Harvard researchers build Gumby-style robot (VIDEO)

A team of Harvard researchers has built a new type of soft robot whose movement is driven by compressed air, BBC News reported. Details about the Harvard robotics project appeared online today in the journal Proceedings of the National Academy of Sciences.

The robot was inspired by sea creatures that lack hard skeletons like starfish and squid, the researchers told the BBC, but the robot most resembles the claymation character Gumby.

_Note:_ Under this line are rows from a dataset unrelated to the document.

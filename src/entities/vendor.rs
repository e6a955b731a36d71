use sea_orm::entity::prelude::*;
use serde::{Deserialize, Serialize};

/// Raw-material supplier.
#[derive(Clone, Debug, PartialEq, Eq, DeriveEntityModel, Serialize, Deserialize)]
#[sea_orm(table_name = "vendors")]
pub struct Model {
    #[sea_orm(primary_key)]
    pub id: i32,
    #[sea_orm(unique)]
    pub identity: String,
    pub name: String,
    pub location: String,
    pub contact_info: String,
    pub material_types: String,
    pub registered_at: DateTimeUtc,
    pub is_active: bool,
}

#[derive(Copy, Clone, Debug, EnumIter, DeriveRelation)]
pub enum Relation {
    #[sea_orm(has_many = "super::material::Entity")]
    Materials,
    #[sea_orm(has_one = "super::vendor_performance::Entity")]
    Performance,
}

impl Related<super::material::Entity> for Entity {
    fn to() -> RelationDef {
        Relation::Materials.def()
    }
}

impl Related<super::vendor_performance::Entity> for Entity {
    fn to() -> RelationDef {
        Relation::Performance.def()
    }
}

impl ActiveModelBehavior for ActiveModel {}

According to The Associated Press:

It’s the latest prototype in the growing field of soft-bodied robots. Researchers are increasingly drawing inspiration from nature to create machines that are more bendable and versatile than those made of metal.

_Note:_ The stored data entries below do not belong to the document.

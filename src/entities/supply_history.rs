use rust_decimal::Decimal;
use sea_orm::entity::prelude::*;
use serde::{Deserialize, Serialize};

/// What happened to the material quantity in a history row.
#[derive(
    Clone, Copy, Debug, PartialEq, Eq, Hash, EnumIter, DeriveActiveEnum, Serialize, Deserialize,
    strum::Display,
)]
#[sea_orm(rs_type = "String", db_type = "String(StringLen::N(16))")]
#[serde(rename_all = "SCREAMING_SNAKE_CASE")]
pub enum SupplyKind {
    /// Stock delivered by the vendor (initial listing or restock).
    #[sea_orm(string_value = "RECEIVED")]
    #[strum(serialize = "RECEIVED")]
    Received,
    /// Stock bound to a product.
    #[sea_orm(string_value = "USED")]
    #[strum(serialize = "USED")]
    Used,
    /// Unconsumed stock taken back by the vendor.
    #[sea_orm(string_value = "RETURNED")]
    #[strum(serialize = "RETURNED")]
    Returned,
}

/// Append-only movement log. Rows are inserted once and never updated.
#[derive(Clone, Debug, PartialEq, Eq, DeriveEntityModel, Serialize, Deserialize)]
#[sea_orm(table_name = "supply_history")]
pub struct Model {
    #[sea_orm(primary_key)]
    pub id: i32,
    pub material_id: i32,
    pub vendor_id: i32,
    /// 0 when the movement is not tied to a product.
    pub product_id: i32,
    pub quantity: i64,
    #[sea_orm(column_type = "Decimal(Some((16, 4)))")]
    pub price_per_unit: Decimal,
    #[sea_orm(column_type = "Decimal(Some((16, 4)))")]
    pub total_amount: Decimal,
    pub kind: SupplyKind,
    pub actor: String,
    pub supplied_at: DateTimeUtc,
}

#[derive(Copy, Clone, Debug, EnumIter, DeriveRelation)]
pub enum Relation {
    #[sea_orm(
        belongs_to = "super::material::Entity",
        from = "Column::MaterialId",
        to = "super::material::Column::Id"
    )]
    Material,
}

impl Related<super::material::Entity> for Entity {
    fn to() -> RelationDef {
        Relation::Material.def()
    }
}

impl ActiveModelBehavior for ActiveModel {}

The robot can crawl and slither, the AP reported. In one test, it squeezed underneath a glass plate 2 centimeters above the ground in less than a minute, BBC News reported.

“The unique ability for soft robots to deform allows them to go places that traditional rigid-body robots cannot,” Matthew Walter, a roboticist at the Massachusetts Institute of Technology, told the AP.

Robotics researcher Carmel Majidi, who heads the Soft Machines Lab at Carnegie Mellon University, told the AP that this latest robot is a step forward in the field of robotics. “It’s a simple concept, but they’re getting lifelike biological motions,” he said.